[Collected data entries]
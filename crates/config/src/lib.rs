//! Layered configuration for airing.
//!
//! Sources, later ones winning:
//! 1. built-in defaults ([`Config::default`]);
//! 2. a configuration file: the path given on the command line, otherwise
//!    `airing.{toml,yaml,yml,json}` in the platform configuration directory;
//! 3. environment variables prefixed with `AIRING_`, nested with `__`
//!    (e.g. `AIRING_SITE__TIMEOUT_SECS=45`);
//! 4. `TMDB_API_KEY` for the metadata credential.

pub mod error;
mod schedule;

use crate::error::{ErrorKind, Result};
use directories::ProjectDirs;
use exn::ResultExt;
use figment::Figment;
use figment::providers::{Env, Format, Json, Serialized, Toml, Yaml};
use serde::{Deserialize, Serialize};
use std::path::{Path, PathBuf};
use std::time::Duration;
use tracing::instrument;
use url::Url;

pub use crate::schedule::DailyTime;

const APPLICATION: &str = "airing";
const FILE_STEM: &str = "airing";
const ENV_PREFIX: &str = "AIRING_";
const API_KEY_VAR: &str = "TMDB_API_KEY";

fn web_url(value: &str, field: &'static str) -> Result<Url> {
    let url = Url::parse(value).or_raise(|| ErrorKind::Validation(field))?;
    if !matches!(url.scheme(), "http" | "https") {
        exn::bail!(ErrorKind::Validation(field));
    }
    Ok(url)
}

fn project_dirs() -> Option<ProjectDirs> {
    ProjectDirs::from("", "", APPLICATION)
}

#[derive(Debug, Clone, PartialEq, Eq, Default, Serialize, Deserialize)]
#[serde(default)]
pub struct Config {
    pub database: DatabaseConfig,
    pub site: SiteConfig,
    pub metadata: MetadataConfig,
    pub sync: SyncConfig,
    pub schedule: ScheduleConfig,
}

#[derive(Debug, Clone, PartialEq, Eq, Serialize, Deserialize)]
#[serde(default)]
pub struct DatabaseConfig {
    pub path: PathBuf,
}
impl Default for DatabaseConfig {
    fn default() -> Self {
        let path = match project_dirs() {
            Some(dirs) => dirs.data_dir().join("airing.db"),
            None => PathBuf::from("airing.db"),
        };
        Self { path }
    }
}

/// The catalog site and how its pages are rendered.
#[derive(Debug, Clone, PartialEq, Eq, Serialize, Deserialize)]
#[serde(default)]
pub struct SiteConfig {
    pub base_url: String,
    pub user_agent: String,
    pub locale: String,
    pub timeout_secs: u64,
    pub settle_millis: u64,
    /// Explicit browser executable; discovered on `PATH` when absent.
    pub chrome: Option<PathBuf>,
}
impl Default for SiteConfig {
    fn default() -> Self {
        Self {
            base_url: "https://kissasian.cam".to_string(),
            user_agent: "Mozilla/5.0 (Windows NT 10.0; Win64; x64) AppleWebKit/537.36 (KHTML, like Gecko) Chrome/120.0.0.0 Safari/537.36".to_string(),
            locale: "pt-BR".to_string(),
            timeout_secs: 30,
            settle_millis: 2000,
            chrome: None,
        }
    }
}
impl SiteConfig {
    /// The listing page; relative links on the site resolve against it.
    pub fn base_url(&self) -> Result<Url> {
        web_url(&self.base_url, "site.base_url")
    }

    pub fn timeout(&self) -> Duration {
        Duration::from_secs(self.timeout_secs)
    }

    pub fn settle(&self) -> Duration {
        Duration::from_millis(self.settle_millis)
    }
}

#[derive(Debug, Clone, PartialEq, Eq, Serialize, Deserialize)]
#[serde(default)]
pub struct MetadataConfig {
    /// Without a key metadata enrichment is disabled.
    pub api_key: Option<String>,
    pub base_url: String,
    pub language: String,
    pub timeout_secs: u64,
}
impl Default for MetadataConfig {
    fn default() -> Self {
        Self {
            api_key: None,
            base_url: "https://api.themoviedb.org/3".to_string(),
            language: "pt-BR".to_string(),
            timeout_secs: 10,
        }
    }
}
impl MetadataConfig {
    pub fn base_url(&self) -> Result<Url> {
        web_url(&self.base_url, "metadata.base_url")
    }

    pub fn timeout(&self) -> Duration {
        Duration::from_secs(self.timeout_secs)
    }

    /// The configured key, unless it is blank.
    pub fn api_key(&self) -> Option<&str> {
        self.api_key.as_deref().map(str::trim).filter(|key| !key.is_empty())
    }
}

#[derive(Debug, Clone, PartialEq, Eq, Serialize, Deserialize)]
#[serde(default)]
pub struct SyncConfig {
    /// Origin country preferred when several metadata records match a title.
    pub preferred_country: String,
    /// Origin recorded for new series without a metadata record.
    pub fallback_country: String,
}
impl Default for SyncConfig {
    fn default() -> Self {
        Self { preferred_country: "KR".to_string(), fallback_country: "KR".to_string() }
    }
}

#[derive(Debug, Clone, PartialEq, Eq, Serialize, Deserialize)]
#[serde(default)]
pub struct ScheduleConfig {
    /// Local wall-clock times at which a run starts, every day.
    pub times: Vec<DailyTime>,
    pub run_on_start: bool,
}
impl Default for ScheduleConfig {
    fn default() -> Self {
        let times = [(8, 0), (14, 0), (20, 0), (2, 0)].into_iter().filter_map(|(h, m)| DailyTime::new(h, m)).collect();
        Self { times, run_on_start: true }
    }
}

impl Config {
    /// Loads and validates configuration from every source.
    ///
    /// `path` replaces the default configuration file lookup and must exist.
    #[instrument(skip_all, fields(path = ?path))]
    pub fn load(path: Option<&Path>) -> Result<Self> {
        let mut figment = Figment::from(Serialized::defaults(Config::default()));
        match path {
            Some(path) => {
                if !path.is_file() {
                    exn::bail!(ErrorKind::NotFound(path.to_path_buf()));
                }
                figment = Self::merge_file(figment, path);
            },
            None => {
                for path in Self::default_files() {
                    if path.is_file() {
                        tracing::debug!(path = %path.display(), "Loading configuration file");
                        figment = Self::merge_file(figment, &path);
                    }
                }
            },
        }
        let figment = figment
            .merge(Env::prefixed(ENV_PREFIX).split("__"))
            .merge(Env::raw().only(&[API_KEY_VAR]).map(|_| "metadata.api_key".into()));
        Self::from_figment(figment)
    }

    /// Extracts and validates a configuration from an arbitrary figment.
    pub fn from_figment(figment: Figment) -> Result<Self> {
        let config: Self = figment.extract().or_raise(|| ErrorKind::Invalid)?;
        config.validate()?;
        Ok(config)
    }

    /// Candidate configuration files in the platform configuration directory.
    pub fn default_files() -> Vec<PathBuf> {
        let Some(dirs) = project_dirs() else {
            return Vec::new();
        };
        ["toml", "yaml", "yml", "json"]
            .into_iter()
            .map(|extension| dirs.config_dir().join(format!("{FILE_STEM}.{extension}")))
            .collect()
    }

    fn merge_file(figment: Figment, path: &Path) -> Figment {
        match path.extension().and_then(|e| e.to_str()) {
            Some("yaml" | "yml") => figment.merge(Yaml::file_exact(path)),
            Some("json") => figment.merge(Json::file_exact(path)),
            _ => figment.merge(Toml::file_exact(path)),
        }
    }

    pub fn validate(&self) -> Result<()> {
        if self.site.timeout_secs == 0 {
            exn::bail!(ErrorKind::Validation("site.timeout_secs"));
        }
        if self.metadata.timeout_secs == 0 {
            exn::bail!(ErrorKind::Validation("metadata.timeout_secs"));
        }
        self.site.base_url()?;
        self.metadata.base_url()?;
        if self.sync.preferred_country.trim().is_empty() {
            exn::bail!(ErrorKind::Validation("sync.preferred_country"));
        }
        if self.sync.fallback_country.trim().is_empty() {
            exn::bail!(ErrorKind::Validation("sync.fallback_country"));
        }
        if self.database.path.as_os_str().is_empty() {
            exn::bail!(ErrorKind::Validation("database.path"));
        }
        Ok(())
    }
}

=== DESCRIPTION OF THE TASK ===
Go through the data and show every line where "times" occurs.

=== RESPONSE TO THE TASK ===
    /// Local wall-clock times at which a run starts, every day.
    pub times: Vec<DailyTime>,
        let times = [(8, 0), (14, 0), (20, 0), (2, 0)].into_iter().filter_map(|(h, m)| DailyTime::new(h, m)).collect();
        Self { times, run_on_start: true }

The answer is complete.